Look below for the line that has "self.board.tile_mut(second).hide();". Set down the lines from there through the line that has "self.session = GameSession::new(id);", exactly as written.
━━━━━ Records for this exercise ━━━━━
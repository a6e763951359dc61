use core::time::Duration;
use serde::{Deserialize, Serialize};
use smallvec::SmallVec;
use std::collections::VecDeque;

use crate::*;

/// How long both faces stay up before a pair is judged.
pub const RESOLVE_DELAY: Duration = Duration::from_millis(500);

#[derive(Copy, Clone, Debug, PartialEq, Eq, Serialize, Deserialize)]
pub enum EngineState {
    Idle,
    OneSelected,
    Resolving,
    Completed,
}

impl EngineState {
    pub const fn accepts_selection(self) -> bool {
        matches!(self, Self::Idle | Self::OneSelected)
    }

    pub const fn is_finished(self) -> bool {
        matches!(self, Self::Completed)
    }
}

impl Default for EngineState {
    fn default() -> Self {
        Self::Idle
    }
}

#[derive(Copy, Clone, Debug, PartialEq, Eq, Hash, Serialize, Deserialize)]
pub struct SessionId(u64);

/// Proof that a resolution was scheduled for a specific session.
#[derive(Copy, Clone, Debug, PartialEq, Eq, Serialize, Deserialize)]
pub struct ResolveTicket {
    session: SessionId,
}

impl ResolveTicket {
    pub fn session(&self) -> SessionId {
        self.session
    }
}

#[derive(Clone, Debug, PartialEq, Eq, Serialize, Deserialize)]
pub struct GameSession {
    pub id: SessionId,
    pub moves: Count,
    pub matched_pairs: Count,
    pub active: bool,
    pub completed: bool,
}

impl GameSession {
    fn new(id: SessionId) -> Self {
        Self {
            id,
            moves: 0,
            matched_pairs: 0,
            active: true,
            completed: false,
        }
    }
}

#[derive(Copy, Clone, Debug, PartialEq, Eq, Serialize, Deserialize)]
pub enum EngineEvent {
    MovesChanged(Count),
    MatchedPairsChanged(Count),
    Completed { moves: Count },
}

pub type Selection = SmallVec<[TileId; 2]>;

#[derive(Clone, Debug)]
pub struct MatchEngine<G = RandomDeckGenerator> {
    generator: G,
    config: BoardConfig,
    board: Board,
    selection: Selection,
    session: GameSession,
    state: EngineState,
    next_session: u64,
    events: VecDeque<EngineEvent>,
}

impl<G: DeckGenerator> MatchEngine<G> {
    pub fn new(config: BoardConfig, mut generator: G) -> Result<Self> {
        let board = generator.generate(config.grid, config.theme.symbols())?;
        Ok(Self::with_board(board, config.theme, generator))
    }

    /// Starts from an already dealt board; later resets go through `generator`.
    pub fn with_board(board: Board, theme: Theme, generator: G) -> Self {
        let config = BoardConfig::new(board.grid(), theme);
        let mut engine = Self {
            generator,
            config,
            board,
            selection: SmallVec::new(),
            session: GameSession::new(SessionId(0)),
            state: EngineState::Idle,
            next_session: 1,
            events: VecDeque::new(),
        };
        engine.announce_counters();
        engine
    }

    pub fn config(&self) -> BoardConfig {
        self.config
    }

    pub fn state(&self) -> EngineState {
        self.state
    }

    pub fn is_finished(&self) -> bool {
        self.state.is_finished()
    }

    pub fn board(&self) -> &Board {
        &self.board
    }

    pub fn tile(&self, id: TileId) -> Result<&Tile> {
        self.board.tile(id)
    }

    pub fn selection(&self) -> &[TileId] {
        &self.selection
    }

    pub fn session(&self) -> &GameSession {
        &self.session
    }

    pub fn moves(&self) -> Count {
        self.session.moves
    }

    pub fn matched_pairs(&self) -> Count {
        self.session.matched_pairs
    }

    pub fn pair_count(&self) -> usize {
        self.config.pair_count()
    }

    /// Share of found pairs, rounded half up to a whole percent.
    pub fn progress_percent(&self) -> u8 {
        let pairs = self.pair_count() as u64;
        let matched = u64::from(self.session.matched_pairs);
        ((matched * 200 + pairs) / (pairs * 2)) as u8
    }

    /// Ticket of the pair currently waiting to be judged.
    pub fn pending_ticket(&self) -> Option<ResolveTicket> {
        matches!(self.state, EngineState::Resolving).then_some(ResolveTicket {
            session: self.session.id,
        })
    }

    pub fn can_select(&self, id: TileId) -> bool {
        self.state.accepts_selection()
            && self
                .board
                .tile(id)
                .is_ok_and(|tile| !tile.is_matched() && !self.selection.contains(&id))
    }

    pub fn select_tile(&mut self, id: TileId) -> Result<SelectOutcome> {
        use SelectOutcome::*;

        let id = self.board.validate_id(id)?;
        if !self.can_select(id) {
            log::trace!("ignored selection of tile {} in {:?}", id, self.state);
            return Ok(Ignored);
        }

        self.board.tile_mut(id).reveal();
        self.selection.push(id);

        Ok(match self.selection.len() {
            1 => {
                self.state = EngineState::OneSelected;
                Revealed
            }
            _ => {
                self.state = EngineState::Resolving;
                AwaitingResolution(ResolveTicket {
                    session: self.session.id,
                })
            }
        })
    }

    /// Judges the pending pair. Tickets from a replaced session are ignored.
    pub fn resolve(&mut self, ticket: ResolveTicket) -> ResolveOutcome {
        if ticket.session != self.session.id || self.state != EngineState::Resolving {
            log::debug!("dropping stale resolution for {:?}", ticket.session);
            return ResolveOutcome::Stale;
        }

        let (first, second) = match self.selection.as_slice() {
            &[first, second] => (first, second),
            other => {
                log::warn!("resolving with selection {:?}", other);
                return ResolveOutcome::Stale;
            }
        };

        let matched = self.board[first].symbol() == self.board[second].symbol();
        if matched {
            self.board.tile_mut(first).mark_matched();
            self.board.tile_mut(second).mark_matched();
            self.session.matched_pairs += 1;
            self.events
                .push_back(EngineEvent::MatchedPairsChanged(self.session.matched_pairs));
        } else {
            self.board.tile_mut(first).hide();
            self.board.tile_mut(second).hide();
        }

        self.session.moves += 1;
        self.events
            .push_back(EngineEvent::MovesChanged(self.session.moves));
        self.selection.clear();

        if matched && self.session.matched_pairs as usize == self.pair_count() {
            self.state = EngineState::Completed;
            self.session.active = false;
            self.session.completed = true;
            self.events.push_back(EngineEvent::Completed {
                moves: self.session.moves,
            });
            log::debug!("board cleared in {} moves", self.session.moves);
            return ResolveOutcome::Completed;
        }

        self.state = EngineState::Idle;
        if matched {
            ResolveOutcome::Matched
        } else {
            ResolveOutcome::Mismatch
        }
    }

    /// Resolves the pending pair right away, for callers without a display delay.
    pub fn resolve_pending(&mut self) -> ResolveOutcome {
        match self.pending_ticket() {
            Some(ticket) => self.resolve(ticket),
            None => ResolveOutcome::Stale,
        }
    }

    /// Deals a new board for `config`. On error the current game is left untouched.
    pub fn reset(&mut self, config: BoardConfig) -> Result<()> {
        let board = self
            .generator
            .generate(config.grid, config.theme.symbols())?;

        let id = SessionId(self.next_session);
        self.next_session += 1;

        self.config = config;
        self.board = board;
        self.selection.clear();
        self.session = GameSession::new(id);
        self.state = EngineState::Idle;
        self.announce_counters();
        log::debug!("new {} {} session {:?}", config.grid, config.theme, id);
        Ok(())
    }

    pub fn restart(&mut self) -> Result<()> {
        self.reset(self.config)
    }

    pub fn drain_events(&mut self) -> impl Iterator<Item = EngineEvent> + '_ {
        self.events.drain(..)
    }

    fn announce_counters(&mut self) {
        self.events.push_back(EngineEvent::MovesChanged(0));
        self.events.push_back(EngineEvent::MatchedPairsChanged(0));
    }
}
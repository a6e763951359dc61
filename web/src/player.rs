use wasm_bindgen::JsCast;
use web_sys::HtmlInputElement;
use yew::prelude::*;

#[derive(Properties, PartialEq)]
pub(crate) struct NameDialogProps {
    #[prop_or_default]
    pub open: bool,
    pub on_submit: Callback<String>,
}

/// Asks for a display name before the first game. Blank input keeps the dialog open.
#[function_component]
pub(crate) fn NameDialog(props: &NameDialogProps) -> Html {
    let name = use_state(String::new);

    let oninput = {
        let name = name.clone();
        Callback::from(move |event: InputEvent| {
            if let Some(input) = event
                .target()
                .and_then(|target| target.dyn_into::<HtmlInputElement>().ok())
            {
                name.set(input.value());
            }
        })
    };

    let onsubmit = {
        let name = name.clone();
        let on_submit = props.on_submit.clone();
        Callback::from(move |event: SubmitEvent| {
            event.prevent_default();
            let trimmed = name.trim();
            if !trimmed.is_empty() {
                on_submit.emit(trimmed.to_string());
            }
        })
    };

    let blank = name.trim().is_empty();

    html! {
        <dialog id="player-name" open={props.open}>
            <article>
                <h2>{"Welcome to PairUp!"}</h2>
                <p>{"Enter your name to start playing and track your scores."}</p>
                <form {onsubmit}>
                    <input
                        type="text"
                        placeholder="Your name"
                        maxlength="20"
                        value={(*name).clone()}
                        {oninput}
                    />
                    <footer>
                        <button type="submit" disabled={blank}>{"Start Playing"}</button>
                    </footer>
                </form>
            </article>
        </dialog>
    }
}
━━━━━
Answer to this task -
            self.board.tile_mut(second).hide();
        }

        self.session.moves += 1;
        self.events
            .push_back(EngineEvent::MovesChanged(self.session.moves));
        self.selection.clear();

        if matched && self.session.matched_pairs as usize == self.pair_count() {
            self.state = EngineState::Completed;
            self.session.active = false;
            self.session.completed = true;
            self.events.push_back(EngineEvent::Completed {
                moves: self.session.moves,
            });
            log::debug!("board cleared in {} moves", self.session.moves);
            return ResolveOutcome::Completed;
        }

        self.state = EngineState::Idle;
        if matched {
            ResolveOutcome::Matched
        } else {
            ResolveOutcome::Mismatch
        }
    }

    /// Resolves the pending pair right away, for callers without a display delay.
    pub fn resolve_pending(&mut self) -> ResolveOutcome {
        match self.pending_ticket() {
            Some(ticket) => self.resolve(ticket),
            None => ResolveOutcome::Stale,
        }
    }

    /// Deals a new board for `config`. On error the current game is left untouched.
    pub fn reset(&mut self, config: BoardConfig) -> Result<()> {
        let board = self
            .generator
            .generate(config.grid, config.theme.symbols())?;

        let id = SessionId(self.next_session);
        self.next_session += 1;

        self.config = config;
        self.board = board;
        self.selection.clear();
        self.session = GameSession::new(id);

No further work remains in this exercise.